//! CLI argument parsing for Ormscope

use crate::attribution::{MethodNaming, DEFAULT_APP_ROOT_PACKAGE};
use clap::{Parser, ValueEnum};
use std::path::PathBuf;

/// Naming source for attribution points
#[derive(Debug, Clone, Copy, ValueEnum)]
pub enum NamingPolicy {
    /// Name attribution points after the nearest enclosing application
    /// frame, falling back to the ORM call site (default)
    ApplicationAncestor,
    /// Name attribution points after the ORM call site itself
    OrmSite,
}

impl From<NamingPolicy> for MethodNaming {
    fn from(policy: NamingPolicy) -> Self {
        match policy {
            NamingPolicy::ApplicationAncestor => MethodNaming::ApplicationAncestor,
            NamingPolicy::OrmSite => MethodNaming::OrmSite,
        }
    }
}

#[derive(Parser, Debug)]
#[command(name = "ormscope")]
#[command(version)]
#[command(about = "ORM query-cost profiler for recorded web-request traces", long_about = None)]
pub struct Cli {
    /// Recorded trace dump (JSON) to analyze
    pub input: PathBuf,

    /// Where to write the per-method feature table CSV
    #[arg(short = 'o', long = "output", default_value = "result.csv")]
    pub output: PathBuf,

    /// Where to write the cluster assignment CSV
    #[arg(long = "clusters-output", default_value = "clusters.csv")]
    pub clusters_output: PathBuf,

    /// Number of KMeans clusters (clamped to the number of methods)
    #[arg(short = 'k', long = "clusters", default_value = "8")]
    pub num_clusters: usize,

    /// Package prefix that marks trace frames as application code
    #[arg(long = "app-root", default_value = DEFAULT_APP_ROOT_PACKAGE)]
    pub app_root_package: String,

    /// Naming source for attribution points
    #[arg(long = "naming", value_enum, default_value = "application-ancestor")]
    pub naming: NamingPolicy,

    /// Enable debug logging to stderr
    #[arg(short = 'v', long = "verbose")]
    pub verbose: bool,
}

****

Reply with the number only, stating how many lines in the listing hold the string "attribution".

_Exercise result_. 5